要援護者の「早めの避難」を援助する実動班員の召集は,同じく9:00から始められ,9:30までに災害本部に班員が集合しました。車椅子と防寒用毛布を用意し,9:50に要援護者の救出に向かいました。救出経路は,地域の自然環境を日ごろから調べられている情報班の方々が,当日も現地調査され,その情報を受けて決定しました。要援護者宅から避難所への道のりは約400メートルで,健常者なら歩いて5分程度の距離ですが,例年の救出訓練の経験から,車椅子などの移動には20分間程度を要することが分かっております。要援護者の安全を考えると,ゆっくりと移動していただかなければなりません。合計4名の要援護者が,実際に避難所に到着された時刻は,10:20頃でした。

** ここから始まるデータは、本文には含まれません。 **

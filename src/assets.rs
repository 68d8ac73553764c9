//! Image localization for post bodies.
//!
//! Every `<img>` in a post body is downloaded once into the shared assets
//! directory and its `src` rewritten to the local copy. `srcset` is removed
//! from rewritten images, and the `<source>` siblings of a rewritten image
//! inside a `<picture>` are dropped, so that renderers cannot pick a remote
//! candidate instead of the local file.
//!
//! # Local filenames
//!
//! The name comes from the last path segment of the image URL (query string
//! dropped, percent-decoded, and reduced to `[A-Za-z0-9._-]`). CDN proxy URLs
//! embed the origin URL percent-encoded in that segment, so only the part
//! after its final `/` is kept. When no recognised image extension is left,
//! a synthetic `image_{unix-seconds}_{file-count}.jpg` name is used instead.
//!
//! An existing file with the chosen name is reused without a request. That
//! makes re-runs cheap, but a synthetic name is not stable across runs and two
//! different images sharing a filename resolve to whichever was saved first.

use crate::client::ArchiveClient;
use crate::error::ScrapeError;
use crate::utils::count_entries;
use chrono::Utc;
use futures::StreamExt;
use itertools::Itertools;
use once_cell::sync::Lazy;
use regex::{Captures, Regex};
use scraper::{Html, Selector};
use std::collections::{BTreeMap, HashMap, HashSet};
use std::path::{Path, PathBuf};
use tokio::fs;
use tokio::io::AsyncWriteExt;
use tracing::{debug, info, instrument, warn};
use url::Url;

/// Name of the assets directory inside each newsletter's output directory.
pub const ASSETS_DIR_NAME: &str = "assets";

const IMAGE_EXTENSIONS: &[&str] = &[
    "jpg", "jpeg", "png", "gif", "webp", "svg", "avif", "bmp", "tiff",
];

// Quoted attribute values may contain a raw `>`.
static IMG_TAG: Lazy<Regex> =
    Lazy::new(|| Regex::new(r#"(?i)<img\b(?:[^>"']|"[^"]*"|'[^']*')*>"#).unwrap());
static SOURCE_TAG: Lazy<Regex> =
    Lazy::new(|| Regex::new(r#"(?i)<source\b(?:[^>"']|"[^"]*"|'[^']*')*>"#).unwrap());
static PICTURE: Lazy<Regex> = Lazy::new(|| Regex::new(r"(?is)<picture\b.*?</picture>").unwrap());
static SRC_ATTR: Lazy<Regex> =
    Lazy::new(|| Regex::new(r#"(?i)(\ssrc\s*=\s*)(?:"[^"]*"|'[^']*'|[^\s"'>]+)"#).unwrap());
static SRCSET_ATTR: Lazy<Regex> =
    Lazy::new(|| Regex::new(r#"(?i)\s+srcset\s*=\s*(?:"[^"]*"|'[^']*'|[^\s"'>]+)"#).unwrap());
static IMG_SELECTOR: Lazy<Selector> = Lazy::new(|| Selector::parse("img[src]").unwrap());

/// Post markup after localization, plus the remote → local mapping applied.
#[derive(Debug, Clone, Default)]
pub struct LocalizedHtml {
    pub html: String,
    /// Absolute remote URL → path relative to the output directory.
    pub images: BTreeMap<String, String>,
}

/// Distinct `src` values of all images in `html`, in document order.
pub fn image_sources(html: &str) -> Vec<String> {
    let fragment = Html::parse_fragment(html);
    fragment
        .select(&IMG_SELECTOR)
        .filter_map(|img| img.value().attr("src"))
        .map(str::trim)
        .filter(|src| !src.is_empty())
        .map(str::to_string)
        .unique()
        .collect()
}

/// The decoded `src` of a single `<img ...>` tag.
fn tag_source(tag: &str) -> Option<String> {
    let fragment = Html::parse_fragment(tag);
    fragment
        .select(&IMG_SELECTOR)
        .next()
        .and_then(|img| img.value().attr("src"))
        .map(str::trim)
        .filter(|src| !src.is_empty())
        .map(str::to_string)
}

/// Point every image whose `src` has a replacement at its local copy.
///
/// Rewritten tags lose their `srcset`, and a `<picture>` holding a rewritten
/// image loses its `<source>` elements. All other markup is left byte for byte.
pub fn rewrite_images(html: &str, replacements: &HashMap<String, String>) -> String {
    let rewritten = rewrite_img_tags(html, replacements);
    let local: HashSet<&str> = replacements.values().map(String::as_str).collect();
    PICTURE
        .replace_all(&rewritten, |caps: &Captures| {
            let block = &caps[0];
            let localized = IMG_TAG
                .find_iter(block)
                .filter_map(|m| tag_source(m.as_str()))
                .any(|src| local.contains(src.as_str()));
            if localized {
                SOURCE_TAG.replace_all(block, "").into_owned()
            } else {
                block.to_string()
            }
        })
        .into_owned()
}

fn rewrite_img_tags(html: &str, replacements: &HashMap<String, String>) -> String {
    IMG_TAG
        .replace_all(html, |caps: &Captures| {
            let tag = &caps[0];
            let Some(local) = tag_source(tag).and_then(|src| replacements.get(&src)) else {
                return tag.to_string();
            };
            let tag = SRC_ATTR.replace(tag, |attr: &Captures| format!("{}\"{}\"", &attr[1], local));
            SRCSET_ATTR.replace_all(&tag, "").into_owned()
        })
        .into_owned()
}

/// Absolute HTTP(S) URL for an image source, or `None` for `data:` URIs and
/// other schemes that are not downloadable.
pub fn resolve_source(base: &Url, src: &str) -> Option<Url> {
    let joined = base.join(src).ok()?;
    matches!(joined.scheme(), "http" | "https").then_some(joined)
}

/// Filename derived from the URL, if it names a recognised image type.
pub fn candidate_filename(url: &Url) -> Option<String> {
    let segment = url.path_segments()?.next_back()?;
    let decoded = urlencoding::decode(segment)
        .map(|s| s.into_owned())
        .unwrap_or_else(|_| segment.to_string());
    let last = decoded.rsplit('/').next().unwrap_or_default();
    let last = last.split(['?', '#']).next().unwrap_or_default();
    let name: String = last
        .chars()
        .filter(|c| c.is_ascii_alphanumeric() || matches!(c, '-' | '_' | '.'))
        .collect();
    let ext = Path::new(&name).extension()?.to_str()?.to_ascii_lowercase();
    IMAGE_EXTENSIONS.contains(&ext.as_str()).then_some(name)
}

fn synthetic_filename(assets_dir: &Path) -> String {
    format!(
        "image_{}_{}.jpg",
        Utc::now().timestamp(),
        count_entries(assets_dir)
    )
}

fn part_path(dest: &Path) -> PathBuf {
    let mut name = dest.file_name().unwrap_or_default().to_os_string();
    name.push(".part");
    dest.with_file_name(name)
}

/// Downloads images into one assets directory on behalf of one client.
#[derive(Debug)]
pub struct AssetLocalizer<'a> {
    client: &'a ArchiveClient,
    assets_dir: PathBuf,
    /// Prefix of rewritten `src` values, i.e. the assets directory's name.
    link_prefix: String,
}

impl<'a> AssetLocalizer<'a> {
    pub fn new(client: &'a ArchiveClient, assets_dir: impl Into<PathBuf>) -> Self {
        let assets_dir = assets_dir.into();
        let link_prefix = assets_dir
            .file_name()
            .map(|n| n.to_string_lossy().into_owned())
            .unwrap_or_else(|| ASSETS_DIR_NAME.to_string());
        Self {
            client,
            assets_dir,
            link_prefix,
        }
    }

    pub fn assets_dir(&self) -> &Path {
        &self.assets_dir
    }

    /// Download every image referenced by `html` and rewrite it to local paths.
    ///
    /// A failed download is logged and leaves that image pointing at its
    /// remote URL; the rest of the post is still localized.
    #[instrument(level = "info", skip_all, fields(assets_dir = %self.assets_dir.display()))]
    pub async fn localize(&self, html: &str) -> LocalizedHtml {
        let mut by_remote: HashMap<String, Option<String>> = HashMap::new();
        let mut replacements = HashMap::new();
        let mut images = BTreeMap::new();

        for src in image_sources(html) {
            let Some(remote) = resolve_source(self.client.base_url(), &src) else {
                debug!(%src, "Leaving non-HTTP image source as is");
                continue;
            };
            let key = remote.to_string();
            if !by_remote.contains_key(&key) {
                let local = match self.localize_one(&remote).await {
                    Ok(local) => Some(local),
                    Err(e) => {
                        warn!(url = %remote, error = %e, "Image download failed; keeping remote reference");
                        None
                    }
                };
                by_remote.insert(key.clone(), local);
            }
            if let Some(Some(local)) = by_remote.get(&key) {
                replacements.insert(src, local.clone());
                images.insert(key, local.clone());
            }
        }

        info!(images = images.len(), "Localized images");
        LocalizedHtml {
            html: rewrite_images(html, &replacements),
            images,
        }
    }

    async fn localize_one(&self, remote: &Url) -> Result<String, ScrapeError> {
        let filename =
            candidate_filename(remote).unwrap_or_else(|| synthetic_filename(&self.assets_dir));
        let dest = self.assets_dir.join(&filename);
        let link = format!("{}/{}", self.link_prefix, filename);

        if dest.exists() {
            debug!(path = %dest.display(), "Image already on disk; reusing");
            return Ok(link);
        }
        self.download(remote, &dest).await?;
        Ok(link)
    }

    /// Stream `url` into `dest`, going through a `.part` file so an
    /// interrupted transfer never occupies the final name.
    async fn download(&self, url: &Url, dest: &Path) -> Result<u64, ScrapeError> {
        fs::create_dir_all(&self.assets_dir)
            .await
            .map_err(|e| ScrapeError::io(&self.assets_dir, e))?;

        let response = self.client.get_raw(url).await?;
        let part = part_path(dest);
        match write_stream(response, url, &part).await {
            Ok(bytes) => {
                fs::rename(&part, dest)
                    .await
                    .map_err(|e| ScrapeError::io(dest, e))?;
                info!(%url, path = %dest.display(), bytes, "Saved image");
                Ok(bytes)
            }
            Err(e) => {
                let _ = fs::remove_file(&part).await;
                Err(e)
            }
        }
    }
}

async fn write_stream(
    response: reqwest::Response,
    url: &Url,
    part: &Path,
) -> Result<u64, ScrapeError> {
    let mut file = fs::File::create(part)
        .await
        .map_err(|e| ScrapeError::io(part, e))?;
    let mut stream = response.bytes_stream();
    let mut written = 0u64;
    while let Some(chunk) = stream.next().await {
        let chunk = chunk.map_err(|e| ScrapeError::transport(url.as_str(), e))?;
        file.write_all(&chunk)
            .await
            .map_err(|e| ScrapeError::io(part, e))?;
        written += chunk.len() as u64;
    }
    file.flush().await.map_err(|e| ScrapeError::io(part, e))?;
    Ok(written)
}
//! Standalone HTML rendering.
//!
//! The document embeds a small reader-mode stylesheet so that it reads well
//! when opened straight from disk, with images resolved relative to the file.

use super::LocalizedDocument;

const READER_CSS: &str = r#"
body {
    max-width: 42rem;
    margin: 2rem auto;
    padding: 0 1rem;
    font-family: Georgia, "Times New Roman", serif;
    font-size: 1.125rem;
    line-height: 1.6;
    color: #222;
    background: #fdfdfb;
}
h1, h2, h3, h4 { font-family: -apple-system, "Segoe UI", Helvetica, Arial, sans-serif; line-height: 1.25; }
img, video { max-width: 100%; height: auto; }
figure { margin: 1.5rem 0; }
figcaption { font-size: 0.9rem; color: #666; text-align: center; }
blockquote { margin: 1rem 0; padding-left: 1rem; border-left: 3px solid #ccc; color: #555; }
pre, code { font-family: Menlo, Consolas, monospace; font-size: 0.9rem; }
pre { overflow-x: auto; padding: 1rem; background: #f4f4f2; }
a { color: #1a5fb4; }
"#;

/// Escape text for use in element content and attribute values.
pub fn escape_html(text: &str) -> String {
    let mut out = String::with_capacity(text.len());
    for c in text.chars() {
        match c {
            '&' => out.push_str("&amp;"),
            '<' => out.push_str("&lt;"),
            '>' => out.push_str("&gt;"),
            '"' => out.push_str("&quot;"),
            '\'' => out.push_str("&#39;"),
            c => out.push(c),
        }
    }
    out
}

/// Full HTML document for one post.
pub fn render_html(doc: &LocalizedDocument<'_>) -> String {
    let title = escape_html(&doc.post.title);
    format!(
        "<!DOCTYPE html>\n<html lang=\"en\">\n<head>\n<meta charset=\"utf-8\">\n<meta name=\"viewport\" content=\"width=device-width, initial-scale=1\">\n<title>{title}</title>\n<link rel=\"canonical\" href=\"{canonical}\">\n<style>{READER_CSS}</style>\n</head>\n<body>\n<article>\n<h1>{title}</h1>\n<p class=\"post-date\"><time datetime=\"{date}\">{date}</time></p>\n{body}\n</article>\n</body>\n</html>\n",
        canonical = escape_html(&doc.canonical_url()),
        date = escape_html(&doc.post.date_stamp()),
        body = doc.body_html,
    )
}
//! Command-line interface definitions for the Substack archiver.
//!
//! This module defines the CLI arguments and options using the `clap` crate.
//! The raw session secret can also come from the `SUBSTACK_SID` environment
//! variable (or a `.env` file), but only after every session descriptor has
//! been tried, so it is resolved in `main` rather than declared here.

use clap::Parser;
use std::num::NonZeroUsize;
use std::path::PathBuf;

/// Command-line arguments for the Substack archiver.
///
/// # Examples
///
/// ```sh
/// # Public posts only, both formats
/// substack_archiver --url https://example.substack.com
///
/// # Paid archive with an exported browser session, Markdown only
/// substack_archiver --url https://www.example.com --session-dir ~/.sessions --md-only
///
/// # First 20 text posts using a copied cookie
/// substack_archiver --url https://example.substack.com --cookie 's%3A...' --limit 20 --skip-podcasts
/// ```
#[derive(Parser, Debug)]
#[command(author, version, about)]
pub struct Cli {
    /// Base URL of the newsletter (e.g. https://read.substack.com)
    #[arg(short, long)]
    pub url: String,

    /// Raw session cookie value; overrides session files and SUBSTACK_SID
    #[arg(long)]
    pub cookie: Option<String>,

    /// Stop after archiving this many posts
    #[arg(short, long)]
    pub limit: Option<NonZeroUsize>,

    /// Skip podcast episodes
    #[arg(long)]
    pub skip_podcasts: bool,

    /// Write only the HTML document for each post
    #[arg(long)]
    pub html_only: bool,

    /// Write only the Markdown document for each post
    #[arg(long)]
    pub md_only: bool,

    /// Root output directory; posts land in `<output-dir>/<domain>/`
    #[arg(short, long, default_value = "archive")]
    pub output_dir: PathBuf,

    /// Directory searched for substack_session_<domain>.json and substack_session.json
    #[arg(long, default_value = ".", env = "SUBSTACK_SESSION_DIR")]
    pub session_dir: PathBuf,

    /// Session descriptor to try before the ones in --session-dir
    #[arg(long)]
    pub session_file: Option<PathBuf>,

    /// Posts requested per archive page
    #[arg(long, default_value = "12")]
    pub batch_size: NonZeroUsize,

    /// Pause before each post request, in milliseconds
    #[arg(long, default_value_t = 1000)]
    pub delay_ms: u64,

    /// Abort on the first failed page or post instead of skipping it
    #[arg(long)]
    pub fail_fast: bool,
}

到着された要援護者の方々は,防災本部受付で避難者カードに,氏名,性別,住所,3区4班,電話番号等を記入されました。その後応急管理班の看護師の方々が,要援護者の方々の健康状態についての問診をいたしました。
10:40になると,日本赤十字社のボランティアの方々から,心肺蘇生法,胸骨圧迫法,AED使用法などを指導していただきました。並行して応急管理班は,非常食の準備を始めました。
11:20頃に上東第2公園へ移動し,山口市消防本部の消防官の方から,火災予防と消火器の説明をしていただき,消火器を使った初期消火の訓練を行いました。訓練参加者は,火炎を描いた的に向けて一斉に消火器の水をかけました。
再び会場を上東第2公園から上東公民館に移し,応急管理班員の方々が準備された非常食を味わいました。災害用に備蓄している非常食には賞味期限がありますので,期限切れになる前の避難訓練のときに賞味することにしております。非常食をおいしくいただいた後に,反省会を開きました。これは,避難訓練参加者から,問題点のご指摘を受けて,次回の避難訓練を改善するために必要です。参加者からは,防災会役員にとって耳の痛いことを含め,たくさんの貴重なご意見をいただきました。問題点としてご指摘いただいた主なものは,(1)地区内拡大状況図は床面に展開せずに,立て掛けて全員に見えるように配慮して欲しい,(2)主要訓練地区の3区の情報伝達に1時間17分もの長時間を要した,(3)地域の防災訓練と学校行事等と重ならないようにして欲しい,(4)トランシーバーの情報伝達で,各班の通話が混信して明瞭な交信が阻害された,(5)救出救護班や消火班の人員を確保するのが困難であった,(6)避難所の入口で混雑したために重篤者と健常者の入室が困難であった,などでした。これらを受けて会長から,今回の訓練の問題点を,次回の訓練では必ず改善するというご回答をいただきました。(写真は湯田克治さんが撮影してくださいました。)
こうした上東地区自主防災会の取り組みが、吉敷地区内の自主防災組織の立ち上げの参考になればと祈っています。